A., LN229 cells were transfected with n.t.-siRNA or c-myc-siRNA-1 prior to treatment with solvent or ABT263 as indicated for 24 h. Staining for propidium iodide and flow cytometric analysis were performed to determine the fraction of subG1 cells. Representative flow plots are shown. The quantifications are shown in C. c-myc knockdown was confirmed by Western blot analysis B. D., LN229 cells were transfected with n.t.-siRNA or c-myc-siRNA-2 prior to treatment with solvent or ABT263 as indicated for 24 h. Staining for propidium iodide and flow cytometric analysis were performed to determine the fraction of subG1 cells. Representative flow plots are shown.

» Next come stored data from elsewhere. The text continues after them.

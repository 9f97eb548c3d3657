//! Book and copy models
//!
//! A book is a catalog title keyed by call number. Each physical copy carries
//! a 1-based copy number and, while checked out, the active loan.

use serde::{Deserialize, Serialize};
use std::fmt;

use super::loan::Loan;

/// A physical copy of a book
#[derive(Debug, Clone, PartialEq, Eq, Serialize, Deserialize)]
pub struct BookCopy {
    /// Copy number, unique and dense from 1 within its book
    pub number: u32,

    /// Active loan, absent while the copy is on the shelf
    #[serde(default, skip_serializing_if = "Option::is_none")]
    pub loan: Option<Loan>,
}

impl BookCopy {
    /// Create an available copy
    pub fn new(number: u32) -> Self {
        Self { number, loan: None }
    }

    /// Check if this copy has an active loan
    pub fn is_checked_out(&self) -> bool {
        self.loan.is_some()
    }
}

/// A catalog title with its copies
#[derive(Debug, Clone, PartialEq, Eq, Serialize, Deserialize)]
pub struct Book {
    /// Book title
    pub title: String,

    /// Book author
    pub author: String,

    /// Call number (unique key)
    pub call_number: String,

    /// Copies in copy-number order
    #[serde(default)]
    pub copies: Vec<BookCopy>,
}

impl Book {
    /// Create a new book with no copies
    pub fn new(
        title: impl Into<String>,
        author: impl Into<String>,
        call_number: impl Into<String>,
    ) -> Self {
        Self {
            title: title.into(),
            author: author.into(),
            call_number: call_number.into(),
            copies: Vec::new(),
        }
    }

    /// Append a copy with the next sequential copy number and return that number
    pub fn add_copy(&mut self) -> u32 {
        let number = self.next_copy_number();
        self.copies.push(BookCopy::new(number));
        number
    }

    /// The number the next added copy will receive
    pub fn next_copy_number(&self) -> u32 {
        u32::try_from(self.copies.len()).map_or(u32::MAX, |n| n.saturating_add(1))
    }

    /// Number of copies owned
    pub fn copy_count(&self) -> usize {
        self.copies.len()
    }

    /// Number of copies currently on loan
    pub fn checked_out_count(&self) -> usize {
        self.copies.iter().filter(|c| c.is_checked_out()).count()
    }

    /// Look up a copy by its 1-based number
    pub fn copy(&self, number: u32) -> Option<&BookCopy> {
        let index = usize::try_from(number.checked_sub(1)?).ok()?;
        self.copies.get(index)
    }

    /// Look up a copy by its 1-based number for mutation
    pub fn copy_mut(&mut self, number: u32) -> Option<&mut BookCopy> {
        let index = usize::try_from(number.checked_sub(1)?).ok()?;
        self.copies.get_mut(index)
    }

    /// Check that copy numbers run 1..=n in order
    pub fn has_dense_copy_numbers(&self) -> bool {
        self.copies
            .iter()
            .zip(1u32..)
            .all(|(copy, expected)| copy.number == expected)
    }

    /// Validate the book's identifying fields
    pub fn validate(&self) -> Result<(), BookValidationError> {
        if self.call_number.trim().is_empty() {
            return Err(BookValidationError::EmptyCallNumber);
        }

        if self.title.trim().is_empty() {
            return Err(BookValidationError::EmptyTitle);
        }

        if self.call_number.len() > 64 {
            return Err(BookValidationError::CallNumberTooLong(self.call_number.len()));
        }

        Ok(())
    }
}

impl fmt::Display for Book {
    fn fmt(&self, f: &mut fmt::Formatter<'_>) -> fmt::Result {
        write!(f, "{} by {} [{}]", self.title, self.author, self.call_number)
    }
}

/// Validation errors for books
#[derive(Debug, Clone, PartialEq, Eq)]
pub enum BookValidationError {
    EmptyCallNumber,
    EmptyTitle,
    CallNumberTooLong(usize),
}

impl fmt::Display for BookValidationError {
    fn fmt(&self, f: &mut fmt::Formatter<'_>) -> fmt::Result {
        match self {
            Self::EmptyCallNumber => write!(f, "Call number cannot be empty"),
            Self::EmptyTitle => write!(f, "Book title cannot be empty"),
            Self::CallNumberTooLong(len) => {
                write!(f, "Call number too long ({} chars, max 64)", len)
            }
        }
    }
}

impl std::error::Error for BookValidationError {}
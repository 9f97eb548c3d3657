//! Display formatting for terminal output
//!
//! Provides table and detail views of catalog data. These are for people;
//! the stable text formats live in `catalog::report`.

pub mod book;
pub mod borrower;

pub use book::{format_book_details, format_book_list};
pub use borrower::{format_borrower_list, format_loan_list};
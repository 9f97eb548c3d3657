//! Storage layer for the library catalog
//!
//! Loads the whole catalog from one JSON file, writes it back atomically, and
//! forwards change records to the audit log.

pub mod codec;
pub mod file_io;

pub use codec::{decode, encode, SCHEMA_VERSION};
pub use file_io::{read_json, write_atomic, write_json_atomic};

use std::path::{Path, PathBuf};

use serde::Serialize;

use crate::audit::{AuditEntry, AuditLogger, EntityType};
use crate::catalog::{Catalog, LoanPolicy};
use crate::config::{CatalogPaths, Settings};
use crate::error::CatalogError;

/// Owns the loaded catalog and knows where it lives on disk
#[derive(Debug)]
pub struct Storage {
    catalog_path: PathBuf,
    catalog: Catalog,
    audit: Option<AuditLogger>,
}

impl Storage {
    /// Create storage around an empty catalog without touching the disk
    pub fn new(catalog_path: PathBuf, policy: LoanPolicy) -> Self {
        Self {
            catalog_path,
            catalog: Catalog::with_policy(policy),
            audit: None,
        }
    }

    /// Open the catalog described by paths and settings, loading it if present
    ///
    /// `catalog_override` replaces the default catalog file location.
    pub fn open(
        paths: &CatalogPaths,
        settings: &Settings,
        catalog_override: Option<PathBuf>,
    ) -> Result<Self, CatalogError> {
        paths.ensure_directories()?;

        let catalog_path = catalog_override.unwrap_or_else(|| paths.catalog_file());
        let mut storage = Self::new(catalog_path, settings.loan_policy()?);
        if settings.audit_enabled {
            storage = storage.with_audit(AuditLogger::new(paths.audit_log()));
        }
        storage.load()?;
        Ok(storage)
    }

    /// Attach an audit logger
    pub fn with_audit(mut self, logger: AuditLogger) -> Self {
        self.audit = Some(logger);
        self
    }

    /// Load the catalog from disk
    ///
    /// A missing file leaves an empty catalog and returns `Ok(false)`. Any
    /// other failure, including a corrupt file, is an error.
    pub fn load(&mut self) -> Result<bool, CatalogError> {
        let policy = self.catalog.policy();

        match file_io::read_optional(&self.catalog_path)? {
            None => {
                self.catalog = Catalog::with_policy(policy);
                Ok(false)
            }
            Some(bytes) => {
                let mut catalog = decode(&bytes).map_err(|e| {
                    CatalogError::Storage(format!("{}: {}", self.catalog_path.display(), e))
                })?;
                catalog.set_policy(policy);
                self.catalog = catalog;
                Ok(true)
            }
        }
    }

    /// Write the whole catalog to disk
    pub fn save(&self) -> Result<(), CatalogError> {
        write_atomic(&self.catalog_path, &encode(&self.catalog)?)
    }

    pub fn catalog(&self) -> &Catalog {
        &self.catalog
    }

    pub fn catalog_mut(&mut self) -> &mut Catalog {
        &mut self.catalog
    }

    /// Swap in a whole catalog, keeping the configured loan policy
    pub fn replace_catalog(&mut self, mut catalog: Catalog) {
        catalog.set_policy(self.catalog.policy());
        self.catalog = catalog;
    }

    pub fn catalog_path(&self) -> &Path {
        &self.catalog_path
    }

    pub fn audit(&self) -> Option<&AuditLogger> {
        self.audit.as_ref()
    }

    fn record(&self, entry: AuditEntry) -> Result<(), CatalogError> {
        match &self.audit {
            Some(logger) => logger.log(&entry),
            None => Ok(()),
        }
    }

    /// Record a creation in the audit log
    pub fn log_create<T: Serialize>(
        &self,
        entity_type: EntityType,
        entity_id: impl Into<String>,
        entity_name: Option<String>,
        entity: &T,
    ) -> Result<(), CatalogError> {
        self.record(AuditEntry::create(entity_type, entity_id, entity_name, entity))
    }

    /// Record an update in the audit log
    pub fn log_update<T: Serialize>(
        &self,
        entity_type: EntityType,
        entity_id: impl Into<String>,
        entity_name: Option<String>,
        before: &T,
        after: &T,
        diff_summary: Option<String>,
    ) -> Result<(), CatalogError> {
        self.record(AuditEntry::update(
            entity_type,
            entity_id,
            entity_name,
            before,
            after,
            diff_summary,
        ))
    }

    /// Record a deletion in the audit log
    pub fn log_delete<T: Serialize>(
        &self,
        entity_type: EntityType,
        entity_id: impl Into<String>,
        entity_name: Option<String>,
        entity: &T,
    ) -> Result<(), CatalogError> {
        self.record(AuditEntry::delete(entity_type, entity_id, entity_name, entity))
    }
}
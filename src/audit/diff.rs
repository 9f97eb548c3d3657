//! Diff generation for audit logging
//!
//! Generates human-readable diffs between before and after values
//! for audit log entries.

use serde_json::Value;

/// Generate a human-readable diff between two JSON values
///
/// Only includes top-level field changes for readability.
pub fn generate_diff(before: &Value, after: &Value) -> Option<String> {
    match (before, after) {
        (Value::Object(before_obj), Value::Object(after_obj)) => {
            let mut changes = Vec::new();

            for (key, before_val) in before_obj {
                match after_obj.get(key) {
                    Some(after_val) if before_val != after_val => changes.push(format!(
                        "{}: {} -> {}",
                        key,
                        format_value(before_val),
                        format_value(after_val)
                    )),
                    Some(_) => {}
                    None => changes.push(format!(
                        "{}: {} -> (removed)",
                        key,
                        format_value(before_val)
                    )),
                }
            }

            for (key, after_val) in after_obj {
                if !before_obj.contains_key(key) {
                    changes.push(format!("{}: (added) -> {}", key, format_value(after_val)));
                }
            }

            if changes.is_empty() {
                None
            } else {
                Some(changes.join(", "))
            }
        }
        _ if before != after => Some(format!(
            "{} -> {}",
            format_value(before),
            format_value(after)
        )),
        _ => None,
    }
}

/// Format a JSON value for human-readable display
fn format_value(value: &Value) -> String {
    match value {
        Value::Null => "null".to_string(),
        Value::Bool(b) => b.to_string(),
        Value::Number(n) => n.to_string(),
        Value::String(s) => {
            if s.chars().count() > 50 {
                let head: String = s.chars().take(47).collect();
                format!("\"{}...\"", head)
            } else {
                format!("\"{}\"", s)
            }
        }
        Value::Array(arr) => format!("[{} items]", arr.len()),
        Value::Object(obj) => format!("{{{} fields}}", obj.len()),
    }
}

The quantifications are shown in F. c-myc knockdown was confirmed by Western blot analysis E. G. U87, T98G, LN229 (established glioblastoma cells), NCH644 (stem cell-like glioma cells) and GBM6 (patient-derived xenograft) cells were treated with JQ1 for 72 hours. Protein extracts were prepared and samples were analyzed by conventional western blot analysis for the expression of c-myc. Actin serves as a loading control. Multiple exposures are presented due to the fact that cells express different baseline levels of c-myc. * indicate different exposure times for c-myc protein.